:: Activity ::
Search the data for the string "logout" and copy each line where it turns up.

____ Source information

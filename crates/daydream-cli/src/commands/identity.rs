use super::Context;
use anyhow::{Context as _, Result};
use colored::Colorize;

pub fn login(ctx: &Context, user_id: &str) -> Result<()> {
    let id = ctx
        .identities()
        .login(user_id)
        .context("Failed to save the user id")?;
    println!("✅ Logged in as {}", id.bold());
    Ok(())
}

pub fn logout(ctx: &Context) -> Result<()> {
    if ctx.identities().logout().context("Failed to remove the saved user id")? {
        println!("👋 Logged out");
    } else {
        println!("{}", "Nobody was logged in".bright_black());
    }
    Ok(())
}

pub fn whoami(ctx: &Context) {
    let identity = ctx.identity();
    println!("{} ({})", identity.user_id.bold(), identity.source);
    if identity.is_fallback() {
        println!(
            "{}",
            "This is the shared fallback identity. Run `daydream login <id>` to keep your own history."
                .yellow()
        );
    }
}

________

:: Solution to this problem ::
pub fn logout(ctx: &Context) -> Result<()> {
    if ctx.identities().logout().context("Failed to remove the saved user id")? {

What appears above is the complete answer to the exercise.